We assumed the typical short, technological, "shock and awe" campaign of the early 1990s. Instead we failed to understand the threats of an insurgent movement or the complications that we encountered with not-so-supportive populations, or the fact that we were facing an intelligent, opportunistic, well-armed enemy in both countries that had no central command for us to dismantle. Though there are many more of Clausewitz's theories that apply today in Afghanistan and Iraq, it is his statements regarding total war vs.

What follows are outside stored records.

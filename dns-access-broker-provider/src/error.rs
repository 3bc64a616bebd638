use serde::{Deserialize, Serialize};

/// Unified error type for STS and Route53 operations.
///
/// Each variant includes a `provider` field identifying which service produced the error
/// (`"sts"` or `"route53"`), plus variant-specific context. All variants are serializable
/// for structured error reporting.
///
/// # Retryable Errors
///
/// The following variants represent transport-level failures that may succeed on retry:
/// - [`NetworkError`](Self::NetworkError): network connectivity issues
/// - [`Timeout`](Self::Timeout): request timed out
/// - [`RateLimited`](Self::RateLimited): API throttling
///
/// The built-in HTTP client retries these with exponential backoff when the client is
/// configured with a non-zero transport retry budget. [`ExpiredToken`](Self::ExpiredToken)
/// is deliberately *not* retried here; credential-level retry is the caller's policy.
#[derive(Debug, Clone, Serialize, Deserialize)]
#[serde(tag = "code")]
pub enum ProviderError {
    /// A network-level error occurred (DNS resolution failure, connection refused, etc.).
    NetworkError {
        /// Service that produced the error.
        provider: String,
        /// Error details.
        detail: String,
    },

    /// The HTTP request timed out.
    Timeout {
        /// Service that produced the error.
        provider: String,
        /// Error details.
        detail: String,
    },

    /// The signing credentials are unknown to the service or the signature is malformed.
    InvalidCredentials {
        /// Service that produced the error.
        provider: String,
        /// Raw error code from the API.
        raw_code: String,
        /// Original error message from the API.
        raw_message: String,
    },

    /// The security token included in the request had expired.
    ExpiredToken {
        /// Service that produced the error.
        provider: String,
        /// Raw error code from the API.
        raw_code: String,
        /// Original error message from the API.
        raw_message: String,
    },

    /// The authenticated principal is not authorized to perform the request.
    AccessDenied {
        /// Service that produced the error.
        provider: String,
        /// Raw error code from the API.
        raw_code: String,
        /// Original error message from the API.
        raw_message: String,
    },

    /// The role referenced by an `AssumeRole` call does not exist.
    RoleNotFound {
        /// Service that produced the error.
        provider: String,
        /// Role ARN that was requested, if known.
        role_arn: String,
        /// Original error message from the API.
        raw_message: String,
    },

    /// The referenced hosted zone does not exist (`NoSuchHostedZone`).
    HostedZoneNotFound {
        /// Service that produced the error.
        provider: String,
        /// Hosted zone id that was requested, if known.
        hosted_zone_id: String,
        /// Original error message from the API.
        raw_message: String,
    },

    /// A request parameter was rejected by the API.
    InvalidParameter {
        /// Service that produced the error.
        provider: String,
        /// Raw error code from the API.
        raw_code: String,
        /// Original error message from the API.
        raw_message: String,
    },

    /// The API throttled the request.
    RateLimited {
        /// Service that produced the error.
        provider: String,
        /// Suggested wait time in seconds before retrying, if provided by the API.
        retry_after: Option<u64>,
        /// Original error message from the API, if available.
        raw_message: Option<String>,
    },

    /// Failed to parse the API response.
    ParseError {
        /// Service that produced the error.
        provider: String,
        /// Details about the parse failure.
        detail: String,
    },

    /// Failed to build a request.
    SerializationError {
        /// Service that produced the error.
        provider: String,
        /// Details about the failure.
        detail: String,
    },

    /// An unrecognized error from the API.
    ///
    /// This is a catch-all for error codes not yet mapped to a specific variant.
    Unknown {
        /// Service that produced the error.
        provider: String,
        /// Raw error code from the API, if available.
        raw_code: Option<String>,
        /// Raw error message from the API.
        raw_message: String,
    },
}

impl ProviderError {
    /// Normalized error code.
    ///
    /// For API errors this is the raw AWS code where one was reported; transport and
    /// local failures use the variant name.
    pub fn code(&self) -> &str {
        match self {
            Self::NetworkError { .. } => "NetworkError",
            Self::Timeout { .. } => "Timeout",
            Self::InvalidCredentials { raw_code, .. }
            | Self::ExpiredToken { raw_code, .. }
            | Self::AccessDenied { raw_code, .. }
            | Self::InvalidParameter { raw_code, .. } => raw_code,
            Self::RoleNotFound { .. } => "NoSuchEntity",
            Self::HostedZoneNotFound { .. } => "NoSuchHostedZone",
            Self::RateLimited { .. } => "Throttling",
            Self::ParseError { .. } => "ParseError",
            Self::SerializationError { .. } => "SerializationError",
            Self::Unknown { raw_code, .. } => raw_code.as_deref().unwrap_or("Unknown"),
        }
    }

    /// Raw message reported by the API, or the local failure detail.
    pub fn message(&self) -> &str {
        match self {
            Self::NetworkError { detail, .. }
            | Self::Timeout { detail, .. }
            | Self::ParseError { detail, .. }
            | Self::SerializationError { detail, .. } => detail,
            Self::InvalidCredentials { raw_message, .. }
            | Self::ExpiredToken { raw_message, .. }
            | Self::AccessDenied { raw_message, .. }
            | Self::RoleNotFound { raw_message, .. }
            | Self::HostedZoneNotFound { raw_message, .. }
            | Self::InvalidParameter { raw_message, .. }
            | Self::Unknown { raw_message, .. } => raw_message,
            Self::RateLimited { raw_message, .. } => raw_message.as_deref().unwrap_or_default(),
        }
    }
}

impl std::fmt::Display for ProviderError {
    fn fmt(&self, f: &mut std::fmt::Formatter<'_>) -> std::fmt::Result {
        match self {
            Self::NetworkError { provider, detail } => {
                write!(f, "[{provider}] Network error: {detail}")
            }
            Self::Timeout { provider, detail } => {
                write!(f, "[{provider}] Request timeout: {detail}")
            }
            Self::InvalidCredentials {
                provider,
                raw_message,
                ..
            } => write!(f, "[{provider}] Invalid credentials: {raw_message}"),
            Self::ExpiredToken {
                provider,
                raw_message,
                ..
            } => write!(f, "[{provider}] Expired token: {raw_message}"),
            Self::AccessDenied {
                provider,
                raw_message,
                ..
            } => write!(f, "[{provider}] Access denied: {raw_message}"),
            Self::RoleNotFound {
                provider, role_arn, ..
            } => write!(f, "[{provider}] Role '{role_arn}' not found"),
            Self::HostedZoneNotFound {
                provider,
                hosted_zone_id,
                ..
            } => write!(f, "[{provider}] Hosted zone '{hosted_zone_id}' not found"),
            Self::InvalidParameter {
                provider,
                raw_code,
                raw_message,
            } => write!(f, "[{provider}] Invalid parameter ({raw_code}): {raw_message}"),
            Self::RateLimited {
                provider,
                retry_after,
                ..
            } => {
                if let Some(secs) = retry_after {
                    write!(f, "[{provider}] Rate limited (retry after {secs}s)")
                } else {
                    write!(f, "[{provider}] Rate limited")
                }
            }
            Self::ParseError { provider, detail } => {
                write!(f, "[{provider}] Parse error: {detail}")
            }
            Self::SerializationError { provider, detail } => {
                write!(f, "[{provider}] Serialization error: {detail}")
            }
            Self::Unknown {
                provider,
                raw_message,
                ..
            } => write!(f, "[{provider}] {raw_message}"),
        }
    }
}

impl std::error::Error for ProviderError {}

/// Convenience type alias for `Result<T, ProviderError>`.
pub type Result<T> = std::result::Result<T, ProviderError>;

limited war that strike home as we consider if we can win against terrorists without our aim being total annihilation of them -- as is their aim against us. Clausewitz poses that "if one side uses force without compunction, undeterred by the bloodshed it involves, while the other side refrains, the first will gain the upper hand" (Clausewitz, Howard and Paret, p.14). As the U.S. plays with one hand tied behind its back, the terrorists do not.

Mao Zedong He led the People's Republic of China for almost 30 years and created the set of communist policies now known as Maoism (Lynch, p. 126). He was a creative, shrewd politician and a masterful military strategist. He destroyed U.S.-backed Nationalist China's 4-million strong armies in a long line of huge battles, and forced them to escape to Taiwan. Today, in both Iraq and Afghanistan, the United States faces terrorist enemies and insurgents that are fully utilizing versions of Maoist military strategy.

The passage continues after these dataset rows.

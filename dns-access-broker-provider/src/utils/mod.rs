//! Utility modules.

/// Timestamp helpers for SigV4 and credential expirations.
pub mod datetime;

/// Log sanitization utilities to prevent sensitive data exposure.
pub mod log_sanitizer;
//! AWS 错误码映射
//!
//! 参考:
//! - STS: <https://docs.aws.amazon.com/STS/latest/APIReference/API_AssumeRole.html#API_AssumeRole_Errors>
//! - Route53: <https://docs.aws.amazon.com/Route53/latest/APIReference/API_GetHostedZone.html#API_GetHostedZone_Errors>
//! - 通用错误: <https://docs.aws.amazon.com/STS/latest/APIReference/CommonErrors.html>
//!
//! 只按结构化错误码映射；消息文本不参与这里的判断。

use crate::error::ProviderError;
use crate::traits::{ErrorContext, ProviderErrorMapper, RawApiError};

/// STS 错误映射
pub(crate) struct StsErrors;

/// Route53 错误映射
pub(crate) struct Route53Errors;

/// 两个服务共用的通用错误码
fn map_common(provider: &'static str, raw: RawApiError) -> Result<ProviderError, RawApiError> {
    let Some(code) = raw.code.clone() else {
        return Err(raw);
    };

    let mapped = match code.as_str() {
        // ============ 权限拒绝 ============
        "AccessDenied" | "AccessDeniedException" | "NotAuthorizedException" => {
            ProviderError::AccessDenied {
                provider: provider.to_string(),
                raw_code: code,
                raw_message: raw.message,
            }
        }

        // ============ 令牌过期 ============
        "ExpiredToken" | "ExpiredTokenException" | "RequestExpired" => {
            ProviderError::ExpiredToken {
                provider: provider.to_string(),
                raw_code: code,
                raw_message: raw.message,
            }
        }

        // ============ 凭证/签名错误 ============
        "InvalidClientTokenId"
        | "UnrecognizedClientException"
        | "SignatureDoesNotMatch"
        | "IncompleteSignature"
        | "MissingAuthenticationToken"
        | "InvalidSignatureException" => ProviderError::InvalidCredentials {
            provider: provider.to_string(),
            raw_code: code,
            raw_message: raw.message,
        },

        // ============ 参数错误 ============
        "InvalidInput"
        | "ValidationError"
        | "InvalidParameterValue"
        | "InvalidParameterCombination"
        | "MissingParameter"
        | "MalformedPolicyDocument"
        | "PackedPolicyTooLarge" => ProviderError::InvalidParameter {
            provider: provider.to_string(),
            raw_code: code,
            raw_message: raw.message,
        },

        // ============ 限流 ============
        "Throttling" | "ThrottlingException" | "PriorRequestNotComplete" => {
            ProviderError::RateLimited {
                provider: provider.to_string(),
                retry_after: None,
                raw_message: Some(raw.message),
            }
        }

        // ============ 服务端错误 ============
        "ServiceUnavailable" | "InternalFailure" | "InternalError" => {
            ProviderError::NetworkError {
                provider: provider.to_string(),
                detail: format!("{code}: {}", raw.message),
            }
        }

        _ => return Err(raw),
    };

    Ok(mapped)
}

impl ProviderErrorMapper for StsErrors {
    fn provider_name(&self) -> &'static str {
        "sts"
    }

    fn map_error(&self, raw: RawApiError, context: ErrorContext) -> ProviderError {
        let raw = match map_common(self.provider_name(), raw) {
            Ok(mapped) => return mapped,
            Err(raw) => raw,
        };

        match raw.code.as_deref() {
            // IAM 实体不存在（部分分区/代理会返回）
            Some("NoSuchEntity" | "NoSuchEntityException") => ProviderError::RoleNotFound {
                provider: self.provider_name().to_string(),
                role_arn: context.role_arn.unwrap_or_default(),
                raw_message: raw.message,
            },

            // ============ 其他错误 fallback ============
            // RegionDisabledException 等保留原始码，交给上层分类
            _ => self.unknown_error(raw),
        }
    }
}

impl ProviderErrorMapper for Route53Errors {
    fn provider_name(&self) -> &'static str {
        "route53"
    }

    fn map_error(&self, raw: RawApiError, context: ErrorContext) -> ProviderError {
        let raw = match map_common(self.provider_name(), raw) {
            Ok(mapped) => return mapped,
            Err(raw) => raw,
        };

        match raw.code.as_deref() {
            // ============ Hosted zone 不存在 ============
            Some("NoSuchHostedZone") => ProviderError::HostedZoneNotFound {
                provider: self.provider_name().to_string(),
                hosted_zone_id: context.hosted_zone_id.unwrap_or_default(),
                raw_message: raw.message,
            },

            // ============ 参数错误 ============
            Some("InvalidPaginationToken" | "InvalidDomainName") => {
                ProviderError::InvalidParameter {
                    provider: self.provider_name().to_string(),
                    raw_code: raw.code.unwrap_or_default(),
                    raw_message: raw.message,
                }
            }

            // ============ 其他错误 fallback ============
            _ => self.unknown_error(raw),
        }
    }
}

Mao called for careful and capable organization, patience in military commanders, and intelligent and astute political operatives. Mao has been called the "consummate Clausewitzian strategist" (Grant). Maoist strategy for war comes in three phases. Revolutionaries, like the Taliban in Afghanistan, begin as relatively weak and desperate, and end up eventually, as a strong, politically motivated and almost unstoppable military entity. Phase one involves the terrorists (revolutionaries) constructing the organization. This is a quiet, patient buildup of the command and military structure.

The rural and remote outlands of a country are the place to do this, as it was with Mao's Chinese Revolution and as it is today with the Taliban. Phase two begins the action of the terrorism (revolution). This involves avoiding direct head-on confrontation with government military. Strike where the enemy is weakest, says Mao. And this is precisely the strategy the Taliban are taking in Afghanistan. In phase two, the point is to establish an infrastructure, propagandize in those areas that are liberated, and win over the population.

Phase three, in the ideal Mao scenario, involves the crumbling of existing government (Grant). And in Afghanistan, to.